[Brief] Write out exactly, with no other output, the lines below from the one that contains "pub fn push_log(&mut" through the end.

[Input data]
┏━━

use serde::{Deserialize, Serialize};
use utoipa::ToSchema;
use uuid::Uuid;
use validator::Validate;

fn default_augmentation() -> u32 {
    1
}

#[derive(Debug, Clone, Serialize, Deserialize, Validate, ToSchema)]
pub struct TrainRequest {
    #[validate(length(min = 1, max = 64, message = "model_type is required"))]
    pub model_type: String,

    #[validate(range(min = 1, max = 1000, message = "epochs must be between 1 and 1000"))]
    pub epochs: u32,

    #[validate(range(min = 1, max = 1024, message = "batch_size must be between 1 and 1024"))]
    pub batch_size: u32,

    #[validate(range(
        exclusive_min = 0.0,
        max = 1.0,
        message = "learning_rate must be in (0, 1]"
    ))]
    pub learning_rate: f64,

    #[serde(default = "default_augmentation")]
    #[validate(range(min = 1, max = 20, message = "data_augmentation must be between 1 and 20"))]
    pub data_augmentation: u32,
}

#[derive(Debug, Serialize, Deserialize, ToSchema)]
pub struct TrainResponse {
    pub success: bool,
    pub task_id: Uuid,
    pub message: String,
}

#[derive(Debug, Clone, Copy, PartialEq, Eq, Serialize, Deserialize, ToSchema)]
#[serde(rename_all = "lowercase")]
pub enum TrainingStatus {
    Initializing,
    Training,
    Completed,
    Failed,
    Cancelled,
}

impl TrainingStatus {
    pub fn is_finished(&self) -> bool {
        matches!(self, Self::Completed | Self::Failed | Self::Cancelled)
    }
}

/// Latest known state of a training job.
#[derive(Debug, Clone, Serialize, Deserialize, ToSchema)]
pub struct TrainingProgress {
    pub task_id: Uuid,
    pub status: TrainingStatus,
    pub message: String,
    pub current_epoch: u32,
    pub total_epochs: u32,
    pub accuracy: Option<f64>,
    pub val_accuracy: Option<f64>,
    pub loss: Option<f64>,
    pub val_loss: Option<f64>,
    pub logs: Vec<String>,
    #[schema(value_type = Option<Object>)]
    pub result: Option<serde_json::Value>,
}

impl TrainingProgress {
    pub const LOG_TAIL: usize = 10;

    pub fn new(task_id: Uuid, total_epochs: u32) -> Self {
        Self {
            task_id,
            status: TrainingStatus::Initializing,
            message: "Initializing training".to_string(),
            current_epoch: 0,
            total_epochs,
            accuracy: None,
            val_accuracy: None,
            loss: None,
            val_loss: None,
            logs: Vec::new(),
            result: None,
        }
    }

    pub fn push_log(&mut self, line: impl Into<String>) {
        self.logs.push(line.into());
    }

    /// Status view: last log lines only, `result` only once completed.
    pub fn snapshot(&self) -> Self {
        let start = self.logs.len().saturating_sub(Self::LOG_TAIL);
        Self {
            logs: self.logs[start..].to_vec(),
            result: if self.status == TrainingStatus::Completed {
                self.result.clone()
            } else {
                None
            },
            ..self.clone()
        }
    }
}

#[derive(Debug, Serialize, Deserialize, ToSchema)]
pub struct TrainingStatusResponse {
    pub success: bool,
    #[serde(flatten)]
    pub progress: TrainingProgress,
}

┗━━

[Output]
    pub fn push_log(&mut self, line: impl Into<String>) {
        self.logs.push(line.into());
    }

    /// Status view: last log lines only, `result` only once completed.
    pub fn snapshot(&self) -> Self {
        let start = self.logs.len().saturating_sub(Self::LOG_TAIL);
        Self {
            logs: self.logs[start..].to_vec(),
            result: if self.status == TrainingStatus::Completed {
                self.result.clone()
            } else {
                None
            },
            ..self.clone()
        }
    }
}

#[derive(Debug, Serialize, Deserialize, ToSchema)]
pub struct TrainingStatusResponse {
    pub success: bool,
    #[serde(flatten)]
    pub progress: TrainingProgress,
}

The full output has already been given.